» Exercise brief: Each of the records must appear again, exactly as it was written.

Stored data entries
####################

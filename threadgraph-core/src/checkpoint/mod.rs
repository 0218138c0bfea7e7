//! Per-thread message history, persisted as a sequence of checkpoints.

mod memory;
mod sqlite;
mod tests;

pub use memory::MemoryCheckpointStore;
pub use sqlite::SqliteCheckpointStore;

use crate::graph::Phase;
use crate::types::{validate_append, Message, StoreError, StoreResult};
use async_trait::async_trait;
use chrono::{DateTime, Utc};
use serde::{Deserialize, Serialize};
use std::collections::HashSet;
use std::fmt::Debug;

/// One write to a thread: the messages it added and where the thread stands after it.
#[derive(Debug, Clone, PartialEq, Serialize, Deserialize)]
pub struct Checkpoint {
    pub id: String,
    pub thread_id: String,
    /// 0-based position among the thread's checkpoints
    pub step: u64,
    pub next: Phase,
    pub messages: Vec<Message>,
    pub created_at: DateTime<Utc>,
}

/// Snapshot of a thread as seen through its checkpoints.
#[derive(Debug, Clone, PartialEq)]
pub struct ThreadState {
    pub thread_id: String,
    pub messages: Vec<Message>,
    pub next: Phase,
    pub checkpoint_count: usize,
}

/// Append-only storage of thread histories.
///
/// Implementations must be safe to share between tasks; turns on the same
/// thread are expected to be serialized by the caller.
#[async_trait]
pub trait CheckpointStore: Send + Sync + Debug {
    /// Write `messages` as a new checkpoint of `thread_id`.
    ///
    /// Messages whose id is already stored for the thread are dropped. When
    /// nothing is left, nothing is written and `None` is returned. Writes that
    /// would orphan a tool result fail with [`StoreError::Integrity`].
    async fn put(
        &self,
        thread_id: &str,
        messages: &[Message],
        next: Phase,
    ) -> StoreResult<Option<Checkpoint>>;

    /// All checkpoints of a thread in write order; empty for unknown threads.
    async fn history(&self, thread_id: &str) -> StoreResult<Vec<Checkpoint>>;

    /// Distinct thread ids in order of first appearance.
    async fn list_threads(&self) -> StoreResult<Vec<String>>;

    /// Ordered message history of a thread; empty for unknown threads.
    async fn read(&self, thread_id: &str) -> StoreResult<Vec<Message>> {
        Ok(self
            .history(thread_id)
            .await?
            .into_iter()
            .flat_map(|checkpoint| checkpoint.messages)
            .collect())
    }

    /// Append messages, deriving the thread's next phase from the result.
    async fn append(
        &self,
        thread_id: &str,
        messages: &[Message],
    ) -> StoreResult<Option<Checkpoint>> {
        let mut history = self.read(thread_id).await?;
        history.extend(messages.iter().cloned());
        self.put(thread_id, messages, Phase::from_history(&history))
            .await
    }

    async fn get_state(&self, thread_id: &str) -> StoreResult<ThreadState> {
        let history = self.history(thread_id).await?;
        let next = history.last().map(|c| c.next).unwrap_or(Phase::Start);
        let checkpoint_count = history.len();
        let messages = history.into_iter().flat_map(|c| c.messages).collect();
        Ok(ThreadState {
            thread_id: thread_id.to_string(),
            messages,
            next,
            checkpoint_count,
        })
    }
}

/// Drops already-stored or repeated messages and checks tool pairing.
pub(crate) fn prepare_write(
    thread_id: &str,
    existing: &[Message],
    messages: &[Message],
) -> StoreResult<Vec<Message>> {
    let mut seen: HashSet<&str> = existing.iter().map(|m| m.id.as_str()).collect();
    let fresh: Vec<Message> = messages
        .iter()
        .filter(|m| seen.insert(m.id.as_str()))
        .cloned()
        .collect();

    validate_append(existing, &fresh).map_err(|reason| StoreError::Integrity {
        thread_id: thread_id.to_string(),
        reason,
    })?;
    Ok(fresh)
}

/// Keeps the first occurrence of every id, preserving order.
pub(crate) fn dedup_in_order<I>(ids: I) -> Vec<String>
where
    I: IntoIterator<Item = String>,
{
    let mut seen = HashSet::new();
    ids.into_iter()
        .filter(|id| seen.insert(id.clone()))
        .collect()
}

####################

» Exercise result:
filename threadgraph-core/src/checkpoint/mod.rs
repository 0218138c0bfea7e7
//! Per-thread message history, persisted as a sequence of checkpoints.

mod memory;
mod sqlite;
mod tests;

pub use memory::MemoryCheckpointStore;
pub use sqlite::SqliteCheckpointStore;

use crate::graph::Phase;
use crate::types::{validate_append, Message, StoreError, StoreResult};
use async_trait::async_trait;
use chrono::{DateTime, Utc};
use serde::{Deserialize, Serialize};
use std::collections::HashSet;
use std::fmt::Debug;

/// One write to a thread: the messages it added and where the thread stands after it.
#[derive(Debug, Clone, PartialEq, Serialize, Deserialize)]
pub struct Checkpoint {
    pub id: String,
    pub thread_id: String,
    /// 0-based position among the thread's checkpoints
    pub step: u64,
    pub next: Phase,
    pub messages: Vec<Message>,
    pub created_at: DateTime<Utc>,
}

/// Snapshot of a thread as seen through its checkpoints.
#[derive(Debug, Clone, PartialEq)]
pub struct ThreadState {
    pub thread_id: String,
    pub messages: Vec<Message>,
    pub next: Phase,
    pub checkpoint_count: usize,
}

/// Append-only storage of thread histories.
///
/// Implementations must be safe to share between tasks; turns on the same
/// thread are expected to be serialized by the caller.
#[async_trait]
pub trait CheckpointStore: Send + Sync + Debug {
    /// Write `messages` as a new checkpoint of `thread_id`.
    ///
    /// Messages whose id is already stored for the thread are dropped. When
    /// nothing is left, nothing is written and `None` is returned. Writes that
    /// would orphan a tool result fail with [`StoreError::Integrity`].
    async fn put(
        &self,
        thread_id: &str,
        messages: &[Message],
        next: Phase,
    ) -> StoreResult<Option<Checkpoint>>;

    /// All checkpoints of a thread in write order; empty for unknown threads.
    async fn history(&self, thread_id: &str) -> StoreResult<Vec<Checkpoint>>;

    /// Distinct thread ids in order of first appearance.
    async fn list_threads(&self) -> StoreResult<Vec<String>>;

    /// Ordered message history of a thread; empty for unknown threads.
    async fn read(&self, thread_id: &str) -> StoreResult<Vec<Message>> {
        Ok(self
            .history(thread_id)
            .await?
            .into_iter()
            .flat_map(|checkpoint| checkpoint.messages)
            .collect())
    }

    /// Append messages, deriving the thread's next phase from the result.
    async fn append(
        &self,
        thread_id: &str,
        messages: &[Message],
    ) -> StoreResult<Option<Checkpoint>> {
        let mut history = self.read(thread_id).await?;
        history.extend(messages.iter().cloned());
        self.put(thread_id, messages, Phase::from_history(&history))
            .await
    }

    async fn get_state(&self, thread_id: &str) -> StoreResult<ThreadState> {
        let history = self.history(thread_id).await?;
        let next = history.last().map(|c| c.next).unwrap_or(Phase::Start);
        let checkpoint_count = history.len();
        let messages = history.into_iter().flat_map(|c| c.messages).collect();
        Ok(ThreadState {
            thread_id: thread_id.to_string(),
            messages,
            next,
            checkpoint_count,
        })
    }
}

/// Drops already-stored or repeated messages and checks tool pairing.
pub(crate) fn prepare_write(
    thread_id: &str,
    existing: &[Message],
    messages: &[Message],
) -> StoreResult<Vec<Message>> {
    let mut seen: HashSet<&str> = existing.iter().map(|m| m.id.as_str()).collect();
    let fresh: Vec<Message> = messages
        .iter()
        .filter(|m| seen.insert(m.id.as_str()))
        .cloned()
        .collect();

    validate_append(existing, &fresh).map_err(|reason| StoreError::Integrity {
        thread_id: thread_id.to_string(),
        reason,
    })?;
    Ok(fresh)
}

/// Keeps the first occurrence of every id, preserving order.
pub(crate) fn dedup_in_order<I>(ids: I) -> Vec<String>
where
    I: IntoIterator<Item = String>,
{
    let mut seen = HashSet::new();
    ids.into_iter()
        .filter(|id| seen.insert(id.clone()))
        .collect()
}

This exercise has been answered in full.